D’ailleurs, le développement d’une offre de services semble indispensable à la fidélisation car on ne vient pas « flâner » chez « son » opticien. On y « passe » avant tout par besoin, par opportunisme et on peut changer de professionnel de santé visuelle. Peut-être faut-il y voir une évolution possible pour la profession, par exemple dans les centres commerciaux. En effet, avec le déclin du « mall » à l’américaine, les foncières misent de plus en plus sur des concepts innovants, serviciels, qui mettent le client au centre d’une expérience d’achat.
Justement, plusieurs études prouvent que les jeunes générations, pourtant « accro » au digital, restent attachées aux magasins physiques, à condition que ces derniers proposent une « expérience » à vivre. Dans votre ouvrage, à ce propos, vous évoquez la notion de « consommation émotionnelle ». Pouvez-vous nous l’expliciter ?
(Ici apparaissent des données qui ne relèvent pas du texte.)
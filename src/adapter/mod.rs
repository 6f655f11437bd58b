//! Backend Adapters
//!
//! An adapter teaches the store runtime how to talk to one storage engine.
//! It only has to provide three operations on serialized keys and values:
//!
//! ```text
//! fetch(state, key)        -> Option<value>
//! put(state, key, value)
//! delete(state, key)
//! ```
//!
//! Everything else (get with default, pop, update, take, bump, ...) is
//! derived from those three by [`crate::storage::derive`]. An adapter whose
//! engine has a faster native primitive overrides the matching method; the
//! observable behaviour must stay the same.
//!
//! ## State ownership
//!
//! The backend state (a map, a connection, a table handle) is created by
//! [`Adapter::setup`] and then owned by exactly one store runtime task. Each
//! operation borrows it mutably for the duration of the call. An operation
//! that returns an error must leave the state as it found it.
//!
//! ## Bundled adapters
//!
//! - [`MemoryAdapter`]: a `HashMap` of terms, no encoding.
//! - [`CacheAdapter`]: a byte-keyed map behind the binary codec, shaped like
//!   a network cache, with an optional entry limit.

pub mod cache;
pub mod memory;

pub use cache::{CacheAdapter, CacheOptions, CacheState};
pub use memory::{MemoryAdapter, MemoryOptions};

use crate::error::{BackendError, NoInteger, StoreError};
use crate::storage::codec::Codec;
use crate::storage::derive::{self, Fallback, MapFn, Ops, UpdateFn};
use crate::storage::ShutdownReason;
use crate::term::Term;
use std::collections::BTreeMap;

/// The representation an adapter's codec produces.
pub type Encoded<A> = <<A as Adapter>::Codec as Codec>::Encoded;

/// A storage engine binding.
///
/// Only `codec`, `setup`, `fetch`, `put` and `delete` are required.
pub trait Adapter: Sized + Send + 'static {
    /// Configuration passed to `setup`.
    type Options: Send + 'static;

    /// Backend state owned by the runtime.
    type State: Send + 'static;

    /// How terms are stored in this backend.
    type Codec: Codec;

    fn codec(&self) -> Self::Codec;

    /// Creates the backend state. An error here keeps the store from starting.
    fn setup(&self, options: Self::Options) -> Result<Self::State, BackendError>;

    /// Releases the backend state when the store shuts down.
    fn teardown(&self, reason: &ShutdownReason, state: Self::State) {
        let _ = (reason, state);
    }

    fn fetch(
        &self,
        state: &mut Self::State,
        key: &Encoded<Self>,
    ) -> Result<Option<Encoded<Self>>, BackendError>;

    fn put(
        &self,
        state: &mut Self::State,
        key: Encoded<Self>,
        value: Encoded<Self>,
    ) -> Result<(), BackendError>;

    /// Must succeed for absent keys.
    fn delete(&self, state: &mut Self::State, key: &Encoded<Self>) -> Result<(), BackendError>;

    fn is_enumerable(&self) -> bool {
        false
    }

    /// Every stored pair. Only called when `is_enumerable` returns `true`.
    fn to_enumerable(
        &self,
        state: &mut Self::State,
    ) -> Result<Vec<(Encoded<Self>, Encoded<Self>)>, StoreError> {
        let _ = state;
        Err(StoreError::EnumerationUnsupported)
    }

    // Derived operations. Override only with an equivalent native version.

    fn get(ops: &mut Ops<'_, Self>, key: Term, default: Fallback) -> Result<Term, StoreError> {
        derive::get(ops, key, default)
    }

    fn get_and_update(
        ops: &mut Ops<'_, Self>,
        key: Term,
        fun: UpdateFn,
        strict: bool,
    ) -> Result<Term, StoreError> {
        derive::get_and_update(ops, key, fun, strict)
    }

    fn pop(ops: &mut Ops<'_, Self>, key: Term, default: Fallback) -> Result<Term, StoreError> {
        derive::pop(ops, key, default)
    }

    fn put_new(ops: &mut Ops<'_, Self>, key: Term, value: Fallback) -> Result<(), StoreError> {
        derive::put_new(ops, key, value)
    }

    fn replace(
        ops: &mut Ops<'_, Self>,
        key: Term,
        value: Term,
        strict: bool,
    ) -> Result<(), StoreError> {
        derive::replace(ops, key, value, strict)
    }

    fn update(
        ops: &mut Ops<'_, Self>,
        key: Term,
        initial: Option<Term>,
        fun: MapFn,
    ) -> Result<(), StoreError> {
        derive::update(ops, key, initial, fun)
    }

    fn drop_keys(ops: &mut Ops<'_, Self>, keys: Vec<Term>) -> Result<(), StoreError> {
        derive::drop_keys(ops, keys)
    }

    fn take(ops: &mut Ops<'_, Self>, keys: Vec<Term>) -> Result<BTreeMap<Term, Term>, StoreError> {
        derive::take(ops, keys)
    }

    fn split(ops: &mut Ops<'_, Self>, keys: Vec<Term>) -> Result<BTreeMap<Term, Term>, StoreError> {
        derive::split(ops, keys)
    }

    fn bump(
        ops: &mut Ops<'_, Self>,
        key: Term,
        amount: i64,
    ) -> Result<Result<i64, NoInteger>, StoreError> {
        derive::bump(ops, key, amount)
    }
}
La « consommation émotionnelle », ce n’est pas seulement acheter un produit et en jouir, mais aussi se « réaliser » grâce au processus d’achat. Par exemple, ces dernières années, les notions « d’authenticité » ou de produits éthiques gagnent du terrain et cela s’applique d’ailleurs aussi au secteur de l’optique. La mise en avant du « Made in France » ou la valorisation d’un savoir-faire lunetier font partie du storytelling du secteur, opticiens comme fournisseurs.
« Les magasins proposent ce dont le digital est incapable : de l’humain, du conseil, du lien social »
Cette double appétence des jeunes pour le digital et pour les points de vente physiques envoie un signe encourageant pour l’avenir des magasins de proximité, y compris des opticiens… Sous condition que ces derniers fournissent ce dont le numérique est incapable : de l’humain, du conseil, du lien social. De ce point de vue, les métiers du commerce sont à l’aube d’une revalorisation de leur image, dans la lignée du regain de prestige que connaissent les métiers de la cuisine ou de l’artisanat. Cette évolution correspond à une attente du marché : à l’ère des avis en ligne et des espaces numériques de recommandation (Google, forums, Facebook, etc.), les consommateurs aspirent à la sincérité, à l’authenticité. A fortiori quand il s’agit d’un produit que l’on achète pour le porter longtemps, comme dans le cas des lunettes.
Comment prendre en compte ces attentes et s’y conformer ?
Peut-être repenser l’évaluation de la performance professionnelle en fonction de la satisfaction client et non du seul objectif de vente ? Après tout, la racine latine du mot “commerce” évoque un trafic, un négoce, mais aussi des relations, un échange, une liaison, une communication ! Pour autant, la mesure de la satisfaction du client peut être biaisée, notamment si l’on passe par un prestataire… Et pour que cet avis soit “exploitable” par le point de vente ou l’enseigne, il doit être argumenté, sincère et libre.
Vincent Chabault,
sociologue, maître de conférences à l’université Paris Descartes – Sorbonne Paris Cité et auteur de l’ouvrage “Eloge du magasin. Contre l’amazonisation” (Gallimard).